_Exercise description_: Go through the material and tally the lines containing the string "notifications". Give the total alone.

····················

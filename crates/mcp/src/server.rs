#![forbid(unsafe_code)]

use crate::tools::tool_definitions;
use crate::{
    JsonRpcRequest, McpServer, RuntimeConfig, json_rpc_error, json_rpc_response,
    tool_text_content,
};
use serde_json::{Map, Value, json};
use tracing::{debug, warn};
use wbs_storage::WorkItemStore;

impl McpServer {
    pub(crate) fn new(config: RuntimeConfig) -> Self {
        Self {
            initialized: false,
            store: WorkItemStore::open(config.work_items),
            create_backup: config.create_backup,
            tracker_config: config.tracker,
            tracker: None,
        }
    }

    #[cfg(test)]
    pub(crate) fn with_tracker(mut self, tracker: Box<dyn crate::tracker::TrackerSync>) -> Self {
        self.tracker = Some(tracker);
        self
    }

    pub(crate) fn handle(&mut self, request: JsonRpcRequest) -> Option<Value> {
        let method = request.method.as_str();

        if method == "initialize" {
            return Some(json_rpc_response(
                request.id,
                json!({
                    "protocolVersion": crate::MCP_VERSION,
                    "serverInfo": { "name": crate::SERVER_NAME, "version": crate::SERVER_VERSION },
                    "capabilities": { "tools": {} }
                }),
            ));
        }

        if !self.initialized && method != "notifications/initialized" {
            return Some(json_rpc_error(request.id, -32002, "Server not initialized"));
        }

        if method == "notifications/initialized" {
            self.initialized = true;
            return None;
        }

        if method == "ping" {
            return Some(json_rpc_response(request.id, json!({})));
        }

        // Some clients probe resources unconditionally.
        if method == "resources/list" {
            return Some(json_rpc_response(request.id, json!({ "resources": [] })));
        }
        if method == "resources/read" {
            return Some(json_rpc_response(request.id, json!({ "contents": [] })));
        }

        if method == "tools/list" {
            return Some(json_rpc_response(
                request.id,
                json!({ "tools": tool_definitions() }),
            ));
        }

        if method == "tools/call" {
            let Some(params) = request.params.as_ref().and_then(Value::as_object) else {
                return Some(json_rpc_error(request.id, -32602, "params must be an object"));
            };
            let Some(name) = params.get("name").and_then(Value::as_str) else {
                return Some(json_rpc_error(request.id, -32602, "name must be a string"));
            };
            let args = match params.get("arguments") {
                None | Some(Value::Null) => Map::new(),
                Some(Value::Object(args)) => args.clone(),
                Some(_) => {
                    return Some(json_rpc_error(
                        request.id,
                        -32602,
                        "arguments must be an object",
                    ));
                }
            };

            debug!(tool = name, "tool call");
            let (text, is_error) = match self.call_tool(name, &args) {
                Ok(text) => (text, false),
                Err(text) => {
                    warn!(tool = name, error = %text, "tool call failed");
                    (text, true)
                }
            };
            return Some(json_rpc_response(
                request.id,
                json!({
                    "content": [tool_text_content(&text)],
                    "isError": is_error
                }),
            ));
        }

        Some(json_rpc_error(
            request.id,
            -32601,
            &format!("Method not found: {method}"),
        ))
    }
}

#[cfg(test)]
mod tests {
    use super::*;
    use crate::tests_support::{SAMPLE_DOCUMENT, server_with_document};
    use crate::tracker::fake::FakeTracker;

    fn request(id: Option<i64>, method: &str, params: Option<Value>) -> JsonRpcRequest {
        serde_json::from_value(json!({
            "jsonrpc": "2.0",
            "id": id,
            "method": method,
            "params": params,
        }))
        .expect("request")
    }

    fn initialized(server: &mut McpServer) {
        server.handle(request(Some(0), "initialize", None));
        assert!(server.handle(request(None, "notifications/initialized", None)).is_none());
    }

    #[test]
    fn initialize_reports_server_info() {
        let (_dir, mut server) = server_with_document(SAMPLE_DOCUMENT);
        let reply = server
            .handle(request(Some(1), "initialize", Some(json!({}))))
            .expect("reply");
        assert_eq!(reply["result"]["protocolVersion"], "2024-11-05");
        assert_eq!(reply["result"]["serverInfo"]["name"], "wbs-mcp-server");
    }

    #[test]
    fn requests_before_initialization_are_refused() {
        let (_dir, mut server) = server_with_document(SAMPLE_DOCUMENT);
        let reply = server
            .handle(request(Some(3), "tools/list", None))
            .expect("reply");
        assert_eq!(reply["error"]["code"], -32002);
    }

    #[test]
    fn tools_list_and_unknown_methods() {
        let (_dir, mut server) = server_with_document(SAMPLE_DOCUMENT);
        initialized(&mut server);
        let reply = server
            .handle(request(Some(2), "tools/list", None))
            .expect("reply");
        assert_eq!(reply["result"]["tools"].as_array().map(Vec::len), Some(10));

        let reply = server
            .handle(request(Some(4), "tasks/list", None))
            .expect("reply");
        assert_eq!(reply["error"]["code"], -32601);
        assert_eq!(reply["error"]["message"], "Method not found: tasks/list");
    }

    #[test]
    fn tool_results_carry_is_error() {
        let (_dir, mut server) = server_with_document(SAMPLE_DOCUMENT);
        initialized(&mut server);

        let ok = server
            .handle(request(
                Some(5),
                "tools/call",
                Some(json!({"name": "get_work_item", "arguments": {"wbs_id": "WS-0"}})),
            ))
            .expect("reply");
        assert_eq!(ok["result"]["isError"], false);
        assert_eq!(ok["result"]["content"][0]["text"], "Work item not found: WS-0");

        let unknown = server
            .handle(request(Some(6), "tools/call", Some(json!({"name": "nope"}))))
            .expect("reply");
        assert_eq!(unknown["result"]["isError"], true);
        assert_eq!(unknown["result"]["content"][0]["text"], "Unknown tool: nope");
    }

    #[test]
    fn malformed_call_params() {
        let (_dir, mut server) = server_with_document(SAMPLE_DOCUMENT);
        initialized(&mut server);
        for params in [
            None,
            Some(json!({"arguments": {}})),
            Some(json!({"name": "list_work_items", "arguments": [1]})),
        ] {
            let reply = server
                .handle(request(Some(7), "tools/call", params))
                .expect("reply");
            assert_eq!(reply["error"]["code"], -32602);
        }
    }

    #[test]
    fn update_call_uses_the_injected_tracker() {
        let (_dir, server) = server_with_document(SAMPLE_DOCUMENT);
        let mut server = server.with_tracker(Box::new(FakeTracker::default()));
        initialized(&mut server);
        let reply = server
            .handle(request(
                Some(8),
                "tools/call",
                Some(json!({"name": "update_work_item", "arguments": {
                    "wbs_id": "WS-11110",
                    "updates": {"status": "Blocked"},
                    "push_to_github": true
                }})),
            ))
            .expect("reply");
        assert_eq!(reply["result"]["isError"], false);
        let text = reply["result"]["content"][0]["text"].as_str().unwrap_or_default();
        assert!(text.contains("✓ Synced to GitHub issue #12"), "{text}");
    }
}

····················

_Completed exercise_: 3